Intergenerational love will save us
An antidote to inherited rage.
Freud said, "I think this man is suffering from memories." Damn right we are. Turns out, the cure for bad memories isn't forgetting. It's love.
The term 'intergenerational love' entered my consciousness at a recent conference on childhood trauma. I didn't clearly know what it meant, but it had an immediate effect on me. Go on, close your eyes and whisper intergenerational love a few times to yourself. Don't overthink it. Just allow the sound to dissolve slowly into your bloodstream. I've found that simply letting your mind picture the possibilities contained in that term can help soothe the reflux of your earliest loveless memories – and douse the fear that it will corrode those who came after you.

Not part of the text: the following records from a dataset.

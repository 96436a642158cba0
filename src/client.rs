//! Main [`SenseClient`] implementation.
//!
//! This module provides the high-level [`SenseClient`] that combines the
//! session, notification dispatch, command sequencing and polling into a
//! unified interface.

use std::collections::HashMap;
use std::sync::{Arc, PoisonError, RwLock};
use std::time::Duration;

use tokio::sync::{Mutex, watch};

use crate::commands::{CommandSequencer, DEFAULT_INTER_FRAME_DELAY};
use crate::error::{Error, Result};
use crate::event::{Event, EventFilter, NotificationDispatcher, ObserverId, Subscription};
use crate::fetcher::SnapshotFetcher;
use crate::protocol::{Characteristic, SELECT_DAY_STATISTICS_OPCODE};
use crate::session::{Session, SessionConfig, SessionState};
use crate::transport::{BleConfig, BleTransport, Transport};
use crate::types::{
    DayStatistics, DcvReport, DeviceIdentity, EventLogEntry, FanIntent, LightIntent,
    SensorSnapshot, WifiCloudStatus,
};

/// Default window in which a notified snapshot counts as current.
pub const DEFAULT_FRESHNESS_WINDOW: Duration = Duration::from_secs(60);

/// Default wait between selecting a statistics day and reading it.
pub const DEFAULT_STATS_SELECT_DELAY: Duration = Duration::from_millis(200);

/// Default capacity of the event broadcast channel.
pub const DEFAULT_DISPATCHER_CAPACITY: usize = 64;

/// Client configuration.
#[derive(Debug, Clone)]
pub struct ClientConfig {
    /// Session timing and retry settings.
    pub session: SessionConfig,
    /// Age after which a notified snapshot is replaced by a poll.
    pub freshness_window: Duration,
    /// Minimum delay between dependent command frames.
    pub inter_frame_delay: Duration,
    /// Wait between selecting a statistics day and reading it.
    pub stats_select_delay: Duration,
    /// Opcode of the statistics day selection command.
    pub stats_select_opcode: u32,
    /// Capacity of the event broadcast channel.
    pub dispatcher_capacity: usize,
}

impl Default for ClientConfig {
    fn default() -> Self {
        Self {
            session: SessionConfig::default(),
            freshness_window: DEFAULT_FRESHNESS_WINDOW,
            inter_frame_delay: DEFAULT_INTER_FRAME_DELAY,
            stats_select_delay: DEFAULT_STATS_SELECT_DELAY,
            stats_select_opcode: SELECT_DAY_STATISTICS_OPCODE,
            dispatcher_capacity: DEFAULT_DISPATCHER_CAPACITY,
        }
    }
}

impl ClientConfig {
    /// Creates a configuration with default settings.
    #[must_use]
    pub fn new() -> Self {
        Self::default()
    }

    /// Sets the session configuration.
    #[must_use]
    pub fn session(mut self, session: SessionConfig) -> Self {
        self.session = session;
        self
    }

    /// Sets the freshness window.
    #[must_use]
    pub const fn freshness_window(mut self, window: Duration) -> Self {
        self.freshness_window = window;
        self
    }

    /// Sets the minimum inter-frame delay.
    #[must_use]
    pub const fn inter_frame_delay(mut self, delay: Duration) -> Self {
        self.inter_frame_delay = delay;
        self
    }

    /// Sets the statistics selection delay.
    #[must_use]
    pub const fn stats_select_delay(mut self, delay: Duration) -> Self {
        self.stats_select_delay = delay;
        self
    }

    /// Sets the statistics selection opcode.
    #[must_use]
    pub const fn stats_select_opcode(mut self, opcode: u32) -> Self {
        self.stats_select_opcode = opcode;
        self
    }

    /// Sets the event broadcast capacity.
    #[must_use]
    pub const fn dispatcher_capacity(mut self, capacity: usize) -> Self {
        self.dispatcher_capacity = capacity;
        self
    }
}

/// Client for communicating with a Safera Sense device.
pub struct SenseClient<T = BleTransport> {
    session: Arc<Session<T>>,
    dispatcher: NotificationDispatcher,
    commands: CommandSequencer<T>,
    fetcher: SnapshotFetcher<T>,
    config: ClientConfig,

    // Internal state
    identity: Mutex<Option<DeviceIdentity>>,
    latest: Arc<RwLock<Option<Arc<SensorSnapshot>>>>,
    observers: std::sync::Mutex<HashMap<ObserverId, Characteristic>>,
    stats_lock: Mutex<()>,
}

impl SenseClient<BleTransport> {
    /// Creates a new client for a Bluetooth address.
    ///
    /// # Arguments
    ///
    /// * `address` - Device address (e.g., "D0:CF:5E:12:34:56")
    ///
    /// # Returns
    ///
    /// A new client (not yet connected).
    #[must_use]
    pub fn ble(address: impl Into<String>) -> Self {
        Self::with_config(BleConfig::new(address), ClientConfig::default())
    }

    /// Creates a new client with custom transport and client configuration.
    #[must_use]
    pub fn with_config(ble: BleConfig, config: ClientConfig) -> Self {
        Self::new(BleTransport::new(ble), config)
    }
}

impl<T: Transport + 'static> SenseClient<T> {
    /// Creates a new client over the given transport.
    #[must_use]
    pub fn new(transport: T, config: ClientConfig) -> Self {
        let session = Arc::new(Session::new(transport, config.session.clone()));
        let dispatcher = NotificationDispatcher::new(config.dispatcher_capacity);

        let mut commands = CommandSequencer::new(Arc::clone(&session));
        commands.set_inter_frame_delay(config.inter_frame_delay);
        let fetcher = SnapshotFetcher::new(Arc::clone(&session));

        // Keep the most recent notified snapshot.
        let latest = Arc::new(RwLock::new(None));
        let cache = Arc::clone(&latest);
        dispatcher.observe(Characteristic::SensorData, move |event| {
            if let Event::Snapshot(snapshot) = event {
                *cache.write().unwrap_or_else(PoisonError::into_inner) = Some(Arc::clone(snapshot));
            }
        });

        Self {
            session,
            dispatcher,
            commands,
            fetcher,
            config,
            identity: Mutex::new(None),
            latest,
            observers: std::sync::Mutex::new(HashMap::new()),
            stats_lock: Mutex::new(()),
        }
    }

    /// Connects to the device and reads its identity.
    ///
    /// This will:
    /// 1. Connect the session (with retry and backoff)
    /// 2. Restore notification subscriptions from a previous link
    /// 3. Read and cache the device identity
    pub async fn connect(&self) -> Result<DeviceIdentity> {
        self.session.connect().await?;

        let identity = self.fetcher.fetch_identity().await?;
        tracing::info!(
            "connected to {} {} ({})",
            identity.manufacturer,
            identity.model,
            identity.ble_address
        );
        *self.identity.lock().await = Some(identity.clone());
        Ok(identity)
    }

    /// Disconnects from the device.
    ///
    /// Never fails; teardown problems are logged.
    pub async fn disconnect(&self) {
        self.session.disconnect().await;
        self.identity.lock().await.take();
        self.latest
            .write()
            .unwrap_or_else(PoisonError::into_inner)
            .take();
        let ids: Vec<ObserverId> = self
            .observers
            .lock()
            .unwrap_or_else(PoisonError::into_inner)
            .drain()
            .map(|(id, _)| id)
            .collect();
        for id in ids {
            self.dispatcher.remove(id);
        }
    }

    /// Returns the current session state.
    #[must_use]
    pub fn state(&self) -> SessionState {
        self.session.state()
    }

    /// Returns a receiver that observes session state transitions.
    #[must_use]
    pub fn watch_state(&self) -> watch::Receiver<SessionState> {
        self.session.watch_state()
    }

    /// Returns true if connected.
    #[must_use]
    pub fn is_connected(&self) -> bool {
        self.session.is_active()
    }

    /// Returns the client configuration.
    #[must_use]
    pub const fn config(&self) -> &ClientConfig {
        &self.config
    }

    /// Returns the underlying session.
    #[must_use]
    pub const fn session(&self) -> &Arc<Session<T>> {
        &self.session
    }

    /// Returns the command sequencer for direct command access.
    #[must_use]
    pub const fn commands(&self) -> &CommandSequencer<T> {
        &self.commands
    }

    /// Subscribes to decoded notification events.
    #[must_use]
    pub fn events(&self, filter: Option<EventFilter>) -> Subscription {
        self.dispatcher.subscribe(filter)
    }

    // ==================== Identity and Telemetry ====================

    /// Returns the device identity, reading it once per session.
    pub async fn fetch_identity(&self) -> Result<DeviceIdentity> {
        let mut cached = self.identity.lock().await;
        if let Some(identity) = cached.as_ref() {
            return Ok(identity.clone());
        }
        let identity = self.fetcher.fetch_identity().await?;
        *cached = Some(identity.clone());
        Ok(identity)
    }

    /// Reads the current snapshot directly from the device.
    pub async fn fetch_snapshot(&self) -> Result<Arc<SensorSnapshot>> {
        let snapshot = Arc::new(self.fetcher.fetch_snapshot().await?);
        *self.latest.write().unwrap_or_else(PoisonError::into_inner) = Some(Arc::clone(&snapshot));
        Ok(snapshot)
    }

    /// Returns the last snapshot seen, without touching the device.
    #[must_use]
    pub fn latest_snapshot(&self) -> Option<Arc<SensorSnapshot>> {
        self.latest
            .read()
            .unwrap_or_else(PoisonError::into_inner)
            .clone()
    }

    /// Returns the notified snapshot while it is fresh, otherwise polls.
    pub async fn current_snapshot(&self) -> Result<Arc<SensorSnapshot>> {
        if self
            .dispatcher
            .is_fresh(Characteristic::SensorData, self.config.freshness_window)
        {
            if let Some(snapshot) = self.latest_snapshot() {
                return Ok(snapshot);
            }
        }
        tracing::debug!("no fresh notification, polling snapshot");
        self.fetch_snapshot().await
    }

    /// Calls `on_snapshot` with every notified snapshot.
    ///
    /// Enables sensor notifications on first use.
    pub async fn subscribe<F>(&self, on_snapshot: F) -> Result<ObserverId>
    where
        F: Fn(&SensorSnapshot) + Send + Sync + 'static,
    {
        self.add_observer(Characteristic::SensorData, move |event| {
            if let Event::Snapshot(snapshot) = event {
                on_snapshot(snapshot.as_ref());
            }
        })
        .await
    }

    /// Calls `on_entries` with every notified event log batch.
    pub async fn subscribe_event_log<F>(&self, on_entries: F) -> Result<ObserverId>
    where
        F: Fn(&[EventLogEntry]) + Send + Sync + 'static,
    {
        self.add_observer(Characteristic::EventLog, move |event| {
            if let Event::EventLog(entries) = event {
                on_entries(entries.as_ref());
            }
        })
        .await
    }

    async fn add_observer<F>(&self, characteristic: Characteristic, observer: F) -> Result<ObserverId>
    where
        F: Fn(&Event) + Send + Sync + 'static,
    {
        if !self.session.is_subscribed(characteristic.uuid()) {
            self.dispatcher.attach(&self.session, characteristic).await?;
        }
        let id = self.dispatcher.observe(characteristic, observer);
        self.observers
            .lock()
            .unwrap_or_else(PoisonError::into_inner)
            .insert(id, characteristic);
        Ok(id)
    }

    /// Removes an observer added by [`subscribe`](Self::subscribe) or
    /// [`subscribe_event_log`](Self::subscribe_event_log).
    ///
    /// Notifications are disabled once the last observer of a
    /// characteristic is gone.
    pub async fn unsubscribe(&self, id: ObserverId) -> Result<()> {
        let (characteristic, remaining) = {
            let mut observers = self.observers.lock().unwrap_or_else(PoisonError::into_inner);
            let Some(characteristic) = observers.remove(&id) else {
                return Ok(());
            };
            let remaining = observers.values().filter(|c| **c == characteristic).count();
            (characteristic, remaining)
        };
        self.dispatcher.remove(id);

        if remaining == 0 {
            match self.dispatcher.detach(&self.session, characteristic).await {
                Ok(()) | Err(Error::NotConnected) => {}
                Err(e) => return Err(e),
            }
        }
        Ok(())
    }

    // ==================== Control ====================

    /// Sets the fan.
    pub async fn set_fan(&self, intent: FanIntent) -> Result<()> {
        self.commands.set_fan(intent).await
    }

    /// Sets the light.
    pub async fn set_light(&self, intent: LightIntent) -> Result<()> {
        self.commands.set_light(intent).await
    }

    /// Sends an arbitrary device command.
    pub async fn send_command(&self, opcode: u32, param: u32) -> Result<()> {
        self.commands.send_device_command(opcode, param).await
    }

    // ==================== Status and History ====================

    /// Reads the Wi-Fi/cloud status block.
    pub async fn fetch_wifi_status(&self) -> Result<WifiCloudStatus> {
        self.fetcher.fetch_wifi_status().await
    }

    /// Reads the event log.
    pub async fn fetch_event_log(&self) -> Result<Vec<EventLogEntry>> {
        self.fetcher.fetch_event_log().await
    }

    /// Selects a day, waits for the device to switch, and reads its statistics.
    pub async fn fetch_day_statistics(&self, day: u16) -> Result<DayStatistics> {
        let _selection = self.stats_lock.lock().await;
        self.commands
            .select_day(self.config.stats_select_opcode, day)
            .await?;
        tokio::time::sleep(self.config.stats_select_delay).await;
        self.fetcher.read_day_statistics().await
    }

    /// Reads the DCV report, or `None` if the device has none.
    pub async fn fetch_dcv_report(&self) -> Result<Option<DcvReport>> {
        self.fetcher.fetch_dcv_report().await
    }
}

So much of the rage my father held in his body and mind, which spilled over on to his relationship with me, was the spawn of culturally and familially transmitted experiences and memories of helpless suffering – hunger, disease, deprivation, hard labour. No matter how badly I want to disown that rage, it runs in my veins too, because one generation isn't enough to erase so deep a scar. Intergenerational love helps me take responsibility for my rage. It reminds me to honour my history but not be controlled by it. It says, You don't have to pass on this rage to your child. You can write a new history. It is a family heirloom that betokens safety, belonging, and compassionate connection with your roots.